What is needed is an exact transcription of the line with "pub const MAGIC_BYTE: u8 = 0x89;" and all the lines that follow it in the entries below; add nothing else.
** Opening Material provided block **
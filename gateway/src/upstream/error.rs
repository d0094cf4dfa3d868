/// Errors from the per-session upstream TCP client.
#[derive(Debug, thiserror::Error)]
pub enum UpstreamError {
    #[error("failed to dial upstream engine at {addr}: {source}")]
    Dial {
        addr: std::net::SocketAddr,
        #[source]
        source: std::io::Error,
    },

    #[error("write to upstream engine timed out")]
    WriteTimeout,

    #[error("unrecognized client envelope type: {0}")]
    UnknownEnvelopeType(String),

    #[error("malformed client envelope: {0}")]
    MalformedEnvelope(#[from] serde_json::Error),

    #[error(transparent)]
    Protocol(#[from] protocol::ProtocolError),

    #[error(transparent)]
    Io(#[from] std::io::Error),
}
//! Binary wire protocol shared between the WebSocket gateway and the TCP
//! engine.
//!
//! Every frame on the wire is a 6-byte header followed by a payload:
//!
//! ```text
//! +-------+--------+-----------------+------------+
//! | magic | opcode | length (u32 be) | payload... |
//! +-------+--------+-----------------+------------+
//! ```
//!
//! `magic` is always [`MAGIC_BYTE`]; `length` is the payload's byte count and
//! must not exceed [`MAX_PAYLOAD`]. [`Opcode`] is the pinned, authoritative
//! mapping from wire byte to packet kind.

mod error;
mod frame;
mod packet;

pub use error::ProtocolError;
pub use frame::{decode, encode, Decoded};
pub use packet::{Opcode, Packet};

/// Protocol identifier expected as the first byte of every frame.
pub const MAGIC_BYTE: u8 = 0x89;

/// Maximum payload size, in bytes, a single frame may carry.
pub const MAX_PAYLOAD: usize = 1024;

/// Maximum UTF-8 byte length of a chat message's content.
pub const MAX_CONTENT_LEN: usize = 512;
** Closing Material provided block **
- [Answer space]:
pub const MAGIC_BYTE: u8 = 0x89;

/// Maximum payload size, in bytes, a single frame may carry.
pub const MAX_PAYLOAD: usize = 1024;

/// Maximum UTF-8 byte length of a chat message's content.
pub const MAX_CONTENT_LEN: usize = 512;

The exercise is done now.